Monday, April 2, 2018

Note for speeding up Julia's code

Abstract

On this article, I'll re-write the Julia code, which I wrote before, for speed up.
One of the huge advantages of Julia is its performance, speed. But to make advantage of it, we need to write the code in proper rule. So, here, I’ll re-write the code to more efficient one.




Target Code

I'll fix the code from the following article.
The code was written as practice of Julia.

For Speed Up

For speed up, Julia has some tips.
  • write in function
  • set type on array
  • secure array

set type on array

On the following function, I made empty array at first and appended in “for loop”.

function predict(data::KNN, testData::DataFrames.DataFrame, k=5)
    predictedLabels = []
    for i in 1:size(testData, 1)
        sourcePoint = Array(testData[i,:])
        distances = []
        for j in 1:size(data.x, 1)
            destPoint = Array(data.x[j,:])
            distance = calcDist(sourcePoint, destPoint)
            push!(distances, distance)
        end
        sortedIndex = sortperm(distances)
        targetCandidates = Array(data.y)[sortedIndex[1:k]]
        predictedLabel = extractTop(targetCandidates)
        push!(predictedLabels, predictedLabel)
    end
    return predictedLabels
end

Here, by setting type information on array, it becomes faster.

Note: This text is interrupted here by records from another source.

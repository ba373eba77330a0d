pub mod auth;

pub use auth::{LoginRequest, LogoutQuery, SessionResponse};
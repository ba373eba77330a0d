use crate::error::AppError;
use config::{Config as Cfg, File};
use serde::Deserialize;
use std::env;
use std::str::FromStr;

#[derive(Debug, Deserialize, Clone)]
pub struct Config {
    #[serde(default = "default_port")]
    pub port: u16,
}

fn default_port() -> u16 {
    8080
}

impl Config {
    pub fn load() -> Result<Self, AppError> {
        dotenvy::dotenv().ok();

        let config = Cfg::builder()
            .add_source(File::with_name("configuration").required(false))
            .add_source(config::Environment::with_prefix("APP").separator("__"))
            .build()?;

        Ok(config.try_deserialize()?)
    }
}

/// Read an environment variable, falling back to `default`.
///
/// Keys without a default are required. With `required_in_prod` set, the
/// default is ignored and the key must be present.
pub fn get_env(key: &str, default: Option<&str>, required_in_prod: bool) -> Result<String, AppError> {
    match env::var(key) {
        Ok(val) => Ok(val),
        Err(_) => {
            if required_in_prod {
                Err(AppError::ConfigError(anyhow::anyhow!(
                    "{} is required in production but not set",
                    key
                )))
            } else if let Some(def) = default {
                Ok(def.to_string())
            } else {
                Err(AppError::ConfigError(anyhow::anyhow!(
                    "{} is required but not set",
                    key
                )))
            }
        }
    }
}

/// Optional environment variable; empty values count as unset.
pub fn get_env_opt(key: &str) -> Option<String> {
    env::var(key).ok().filter(|v| !v.trim().is_empty())
}

/// Read and parse an environment variable, reporting the key on failure.
pub fn get_env_parsed<T>(key: &str, default: &str) -> Result<T, AppError>
where
    T: FromStr,
    T::Err: std::fmt::Display,
{
    let raw = get_env(key, Some(default), false)?;
    raw.trim().parse::<T>().map_err(|e| {
        AppError::ConfigError(anyhow::anyhow!("{} has invalid value '{}': {}", key, raw, e))
    })
}
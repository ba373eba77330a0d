pub mod logging;
pub mod trace_context;

pub use logging::init_tracing;
pub use trace_context::{
    REQUEST_ID_HEADER, TRACEPARENT_HEADER, TRACESTATE_HEADER, inject_trace_context,
    propagate_trace_headers,
};
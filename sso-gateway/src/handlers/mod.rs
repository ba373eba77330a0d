pub mod auth;
pub mod metrics;
pub mod proxy;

predictedLabels = String[]
distances = Float64[]

secure array

It is slow to append to array in “for loop”. So, secure the array with length and substitute values.
The code becomes as following.

function predict(data::KNN, testData::DataFrames.DataFrame; k=5, method="euclidean")
    targetPointsNum = size(testData, 1)
    predictedLabels = Array{String}(targetPointsNum)
    for i in 1:targetPointsNum
        sourcePoint = Array(testData[i,:])
        trainPointsNum = size(data.x, 1)
        distances = Array{Float64}(trainPointsNum)
        for j in 1:trainPointsNum
            destPoint = Array(data.x[j,:])
            distance = calcDist(sourcePoint, destPoint; method=method)
            distances[j] = distance
        end
        sortedIndex = sortperm(distances)
        targetCandidates = Array(data.y)[sortedIndex[1:k]]
        predictedLabel = extractTop(targetCandidates)
        predictedLabels[i] = predictedLabel
    end
    return predictedLabels
end